Los últimos años, vivir en Barcelona ha sido un constante reto a mi identidad. La política catalana se esmera en recordarte cada cinco minutos que eres un extranjero, y que eso es malo. Hay incluso una palabra, ‘charnego’, para recordarles a algunos catalanes que sus padres provienen de fuera. Una alta dirigente nacionalista les dijo a los dirigentes de otro partido catalán “lárguense a Cádiz”, porque no les concedía el grado mínimo de pureza étnica para representar a sus propios votantes. Yo mismo he escuchado en miles de conversaciones acusaciones contra los españoles por no ser “suficientemente europeos”, lo cual, como consecuencia, me excluye de por vida.
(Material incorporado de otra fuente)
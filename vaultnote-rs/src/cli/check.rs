//! `check` command: confirm each note serializes back to its exact bytes and
//! list the regions the parser had to keep opaque.

use crate::cli::args::CheckArgs;
use crate::cli::output::Output;
use crate::document::Document;
use crate::error::{ExitCode, Result, VaultError};
use crate::parser::ParseIssue;
use crate::vault::Vault;
use serde::Serialize;
use std::fs;
use std::path::PathBuf;

#[derive(Debug, Serialize)]
struct NoteCheck {
    path: PathBuf,
    round_trip: bool,
    #[serde(skip_serializing_if = "Vec::is_empty")]
    issues: Vec<ParseIssue>,
}

#[derive(Debug, Serialize)]
struct CheckResponse {
    checked: usize,
    failed: usize,
    notes: Vec<NoteCheck>,
}

fn check_note(vault: &Vault, path: PathBuf) -> Result<NoteCheck> {
    let text = fs::read_to_string(vault.root.join(&path))?;
    let doc = Document::parse_with_style(&text, vault.config().edit_style());
    Ok(NoteCheck {
        round_trip: doc.serialize() == text,
        issues: doc.issues().to_vec(),
        path,
    })
}

pub fn check(vault: &Vault, args: &CheckArgs, output: &Output) -> Result<ExitCode> {
    let paths = if args.notes.is_empty() {
        vault.list_notes()?
    } else {
        args.notes
            .iter()
            .map(|n| vault.normalize_note_path(n))
            .collect::<Result<Vec<_>>>()?
    };

    let mut notes = Vec::with_capacity(paths.len());
    for path in paths {
        if !vault.note_exists(&path) {
            return Err(VaultError::NoteNotFound(path));
        }
        notes.push(check_note(vault, path)?);
    }

    let failed = notes.iter().filter(|n| !n.round_trip || !n.issues.is_empty()).count();
    let checked = notes.len();
    // Only notes with something to report are listed.
    notes.retain(|n| !n.round_trip || !n.issues.is_empty());
    output.print(&CheckResponse { checked, failed, notes })?;

    if failed > 0 {
        Ok(ExitCode::CheckIssuesFound)
    } else {
        Ok(ExitCode::Success)
    }
}
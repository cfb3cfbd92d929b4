//! vaultnote - a lossless note engine for Markdown vaults.
//!
//! # Overview
//!
//! vaultnote reads a directory of Markdown notes with YAML-style front matter
//! and nested checklists, and lets automated callers:
//! - find notes by tag, header field, date range or task state
//! - read task trees and completion counts
//! - apply targeted edits (set a header field, add or toggle a task, append
//!   text under a section) that leave every other byte of the note as it was
//!
//! Parsing a note and serializing it again without edits reproduces the file
//! exactly. Every edit re-reads the note, writes a timestamped backup beside
//! it, and replaces the file atomically.
//!
//! # Example
//!
//! ```no_run
//! use vaultnote::{Operation, Vault};
//!
//! let vault = Vault::new("/path/to/vault").unwrap();
//!
//! for note in vault.find_documents("trip").unwrap() {
//!     let stats = vault.task_stats(&note.path).unwrap();
//!     println!("{}: {}/{} done", note.path.display(), stats.completed, stats.total);
//! }
//!
//! let op = Operation::AddTask {
//!     section: "Tasks".to_string(),
//!     text: "pack bags".to_string(),
//!     depth: 0,
//! };
//! vault.mutate("lisbon.md", &op).unwrap();
//! ```

pub mod cli;
pub mod config;
pub mod document;
pub mod error;
pub mod index;
pub mod lock;
pub mod mutation;
pub mod parser;
pub mod query;
pub mod store;
pub mod vault;

// Re-export main types at crate root
pub use config::Config;
pub use document::{Document, EditStyle, TaskRef, TaskStats};
pub use error::{Result, VaultError};
pub use mutation::{MutationOutcome, Operation};
pub use parser::{FieldValue, TaskNode};
pub use query::{parse_query, NoteFilter, Query, SortKey};
pub use store::{FsStore, NoteStore};
pub use vault::{sanitize_title, DocumentRef, Vault, VaultStats};
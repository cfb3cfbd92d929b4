//! Heading text extraction and slug generation.

use regex::Regex;
use std::sync::LazyLock;
use unicode_normalization::UnicodeNormalization;

// ATX heading with an optional closing sequence of hashes.
static HEADING: LazyLock<Regex> = LazyLock::new(|| {
    Regex::new(r"^(#{1,6})[ \t]+(.*?)(?:[ \t]+#+)?[ \t]*$").unwrap()
});

/// Extract the level and text of a heading line body.
pub fn heading_text(body: &str) -> Option<(u8, String)> {
    let caps = HEADING.captures(body)?;
    let level = caps.get(1)?.as_str().len() as u8;
    let text = caps.get(2)?.as_str().trim().to_string();
    Some((level, text))
}

/// Generate a URL-safe slug from heading text.
///
/// - Normalize unicode
/// - Convert to lowercase
/// - Replace spaces with hyphens
/// - Remove special characters (keep alphanumeric, hyphens, underscores)
/// - Collapse multiple hyphens
pub fn slugify(text: &str) -> String {
    let normalized: String = text.nfc().collect();

    let mut slug = String::new();
    let mut last_was_hyphen = false;

    for c in normalized.chars() {
        if c.is_alphanumeric() {
            slug.extend(c.to_lowercase());
            last_was_hyphen = false;
        } else if c == '-' || c == '_' || c.is_whitespace() {
            if !last_was_hyphen && !slug.is_empty() {
                slug.push(if c == '_' { '_' } else { '-' });
                last_was_hyphen = c != '_';
            }
        }
    }

    while slug.ends_with('-') {
        slug.pop();
    }

    slug
}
Yo nunca me acercaré siquiera a lo que una parte de la sociedad exige para formar parte de ella.

Forzado a posicionarse, mi niño –de madre valenciana– ha optado por ser catalán y español y peruano. Durante los meses más tensos de las manifestaciones soberanistas, él se presentaba en el colegio con su camiseta de “La Roja”. Preocupado por él, le dije muchas veces:

–Chico, estamos en el mismo bando... pero no hace falta ir por la calle publicitándolo, ¿OK?

–¿Qué quieres? –respondía él indignado– ¿Que me esconda?

Y yo lo dejaba ir vestido como quisiera. ¿Qué podía hacer?

Por eso mismo, me ha gustado especialmente que ahora se ponga su camiseta blanquirroja. Me siento orgulloso de que mi hijo sea capaz de sentirse de más de un lugar. De amar a más de un grupo. De disfrutar de un mundo más grande. Y de paso, me ha hecho entender algo muy importante: que vemos el fútbol para saber de dónde somos. Y somos del lugar donde alguien nos quiere.